A reunião, diga-se, havia sido convocada pela maioria dos membros do colegiado, já que Paulo Martins (PSL-PR), que o preside, havia desmarcado unilateralmente a sessão, convocada originalmente para quinta. O tema só será retomado no dia 5 de agosto. Tratava-se de uma manobra e de um golpezinho barato. Por quê?

O que se pretendia era ganhar tempo para Bolsonaro vir a público com essa cartada. Os bolsonaristas estão convocando para o dia 1º de agosto manifestações de rua em favor do voto impresso. Bolsonaro percebe que o mar de lama no Ministério da Saúde fez diminuir um pouco o entusiasmo de suas milícias digitais. Precisa de um fato novo.

O que ele quer é lotar as ruas para hostilizar o TSE e pressionar o Congresso a lhe dar o voto impresso. E, para tanto, ele já propôs um segundo mote aos manifestantes: anunciou que vai vetar o fundo eleitoral de R$ 5,7 bilhões, o que vai concorrer para lhe emprestar a fachada daquele grande moralizador de antigamente.

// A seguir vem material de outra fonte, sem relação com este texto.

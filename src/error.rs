//! # Error Types
//!
//! Custom error types for bfv-link using `thiserror`.

use thiserror::Error;

/// Main error type for bfv-link
#[derive(Debug, Error)]
pub enum BfvError {
    /// A decimal or hexadecimal token could not be parsed
    #[error("Invalid number {input:?}: {reason}")]
    InvalidNumber {
        /// Offending token
        input: String,
        /// Parser message
        reason: String,
    },

    /// PMTK checksum precondition violated (`$` or `!` inside the code)
    #[error("Cannot compute PMTK checksum for {code:?}")]
    Checksum {
        /// Command code that failed
        code: String,
    },

    /// Malformed `$PMTKLOX` line or record, or out-of-sequence session line
    #[error("Locus log error: {0}")]
    Locus(String),

    /// No command or parameter registered under that name
    #[error("Unknown command or parameter: {0}")]
    UnknownCommand(String),

    /// Serial port errors
    #[error("Serial port error: {0}")]
    Serial(String),

    /// None of the candidate device paths could be opened
    #[error("No vario found, tried: {0}")]
    SerialPortNotFound(String),

    /// Configuration errors
    #[error("Configuration error: {0}")]
    Config(#[from] toml::de::Error),

    /// I/O errors
    #[error("I/O error: {0}")]
    Io(#[from] std::io::Error),
}

impl BfvError {
    pub(crate) fn invalid_number(input: &str, reason: impl std::fmt::Display) -> Self {
        Self::InvalidNumber {
            input: input.to_string(),
            reason: reason.to_string(),
        }
    }
}

/// Result type alias for bfv-link
pub type Result<T> = std::result::Result<T, BfvError>;
//! # bfv-link Library
//!
//! Talk to a BlueFlyVario altimeter/variometer over a serial line.
//!
//! The library serializes device commands and parameter writes into the
//! vario's ASCII command grammar (including PMTK sentences for the GPS
//! module), and decodes the telemetry lines it prints back into typed,
//! change tracked state.

pub mod config;
pub mod error;
pub mod protocol;
pub mod serial;
pub mod telemetry;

Ao fazê-lo, é claro que se expõe a algum risco porque trinca o condomínio do Centrão, que majoritariamente o apoia. O desespero é tal que não restou alternativa. Ainda falarei sobre esse aspecto em particular.

QUER MESMO DESISTIR?
Pode até ser que haja algo de genuíno e verdadeiro na anunciada disposição de Bolsonaro de não disputar a eleição. Deve ser horrível ter de fazer todos os dias alguma coisa para a qual não se está preparado. Acredito ser um tormento. Mas nem ele sabe disso.

O presidente busca levar a sua turma para a rua em favor, em princípio, do voto impresso. Caso o Congresso não ceda à sua chantagem, e não deve ceder, então vem a ameaça: "Conto com vocês. Vocês são importantíssimos".

Vale dizer: o que a urna não nos der, a gente tem de tentar arrancar no braço.

Não é um ato de renúncia. Trata-se, como demonstro, chantagem e ameaça.